--- TASK INPUTS ---
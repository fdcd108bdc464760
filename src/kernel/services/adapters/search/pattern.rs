//! 搜索模式编译
//!
//! - Literal 模式：先转义所有元字符，再交给 regex 编译
//! - 全词匹配：两侧加 `\b`
//! - 大小写通过编译选项控制，保证匹配区间与原文一致

use crate::kernel::services::ports::search::{Result, SearchError, SearchRequest};
use regex::{Regex, RegexBuilder};

/// 行内匹配区间（字符偏移，半开区间）
#[derive(Debug, Clone, Copy, PartialEq, Eq)]
pub struct Span {
    pub start: usize,
    pub end: usize,
}

/// 编译好的匹配器，只暴露"在一行中查找所有不重叠匹配"
#[derive(Debug, Clone)]
pub struct CompiledPattern {
    regex: Regex,
}

impl CompiledPattern {
    pub fn compile(
        term: &str,
        case_sensitive: bool,
        whole_word: bool,
        use_regex: bool,
    ) -> Result<Self> {
        let body = if use_regex {
            term.to_string()
        } else {
            regex::escape(term)
        };
        let source = if whole_word {
            format!(r"\b(?:{})\b", body)
        } else {
            body
        };

        let regex = RegexBuilder::new(&source)
            .case_insensitive(!case_sensitive)
            .build()
            .map_err(|e| match e {
                regex::Error::Syntax(msg) => SearchError::InvalidPattern(msg),
                other => SearchError::from(other),
            })?;
        Ok(Self { regex })
    }

    pub fn from_request(request: &SearchRequest) -> Result<Self> {
        Self::compile(
            &request.term,
            request.case_sensitive,
            request.whole_word,
            request.use_regex,
        )
    }

    /// 返回 `line` 中所有不重叠匹配的字符区间，按起点升序
    ///
    /// 空匹配（如 `x*`）不会产生区间。
    pub fn find_spans(&self, line: &str) -> Vec<Span> {
        let mut spans = Vec::new();
        // 字节偏移 -> 字符偏移，增量计算
        let mut byte_pos = 0usize;
        let mut char_pos = 0usize;

        for mat in self.regex.find_iter(line) {
            if mat.start() == mat.end() {
                continue;
            }
            char_pos += line[byte_pos..mat.start()].chars().count();
            let start = char_pos;
            char_pos += line[mat.start()..mat.end()].chars().count();
            byte_pos = mat.end();
            spans.push(Span {
                start,
                end: char_pos,
            });
        }

        spans
    }

    pub fn as_str(&self) -> &str {
        self.regex.as_str()
    }
}

#[cfg(test)]
#[path = "../../../../../tests/unit/kernel/services/adapters/search/pattern.rs"]
mod tests;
---
YOUR INSTRUCTIONS: When you output the entries, keep every word exactly as it stands.

SOLUTION FOR THIS PROBLEM:
repository fdcd108bdc464760
filename src/kernel/services/adapters/search/pattern.rs
//! 搜索模式编译
//!
//! - Literal 模式：先转义所有元字符，再交给 regex 编译
//! - 全词匹配：两侧加 `\b`
//! - 大小写通过编译选项控制，保证匹配区间与原文一致

use crate::kernel::services::ports::search::{Result, SearchError, SearchRequest};
use regex::{Regex, RegexBuilder};

/// 行内匹配区间（字符偏移，半开区间）
#[derive(Debug, Clone, Copy, PartialEq, Eq)]
pub struct Span {
    pub start: usize,
    pub end: usize,
}

/// 编译好的匹配器，只暴露"在一行中查找所有不重叠匹配"
#[derive(Debug, Clone)]
pub struct CompiledPattern {
    regex: Regex,
}

impl CompiledPattern {
    pub fn compile(
        term: &str,
        case_sensitive: bool,
        whole_word: bool,
        use_regex: bool,
    ) -> Result<Self> {
        let body = if use_regex {
            term.to_string()
        } else {
            regex::escape(term)
        };
        let source = if whole_word {
            format!(r"\b(?:{})\b", body)
        } else {
            body
        };

        let regex = RegexBuilder::new(&source)
            .case_insensitive(!case_sensitive)
            .build()
            .map_err(|e| match e {
                regex::Error::Syntax(msg) => SearchError::InvalidPattern(msg),
                other => SearchError::from(other),
            })?;
        Ok(Self { regex })
    }

    pub fn from_request(request: &SearchRequest) -> Result<Self> {
        Self::compile(
            &request.term,
            request.case_sensitive,
            request.whole_word,
            request.use_regex,
        )
    }

    /// 返回 `line` 中所有不重叠匹配的字符区间，按起点升序
    ///
    /// 空匹配（如 `x*`）不会产生区间。
    pub fn find_spans(&self, line: &str) -> Vec<Span> {
        let mut spans = Vec::new();
        // 字节偏移 -> 字符偏移，增量计算
        let mut byte_pos = 0usize;
        let mut char_pos = 0usize;

        for mat in self.regex.find_iter(line) {
            if mat.start() == mat.end() {
                continue;
            }
            char_pos += line[byte_pos..mat.start()].chars().count();
            let start = char_pos;
            char_pos += line[mat.start()..mat.end()].chars().count();
            byte_pos = mat.end();
            spans.push(Span {
                start,
                end: char_pos,
            });
        }

        spans
    }

    pub fn as_str(&self) -> &str {
        self.regex.as_str()
    }
}

#[cfg(test)]
#[path = "../../../../../tests/unit/kernel/services/adapters/search/pattern.rs"]
mod tests;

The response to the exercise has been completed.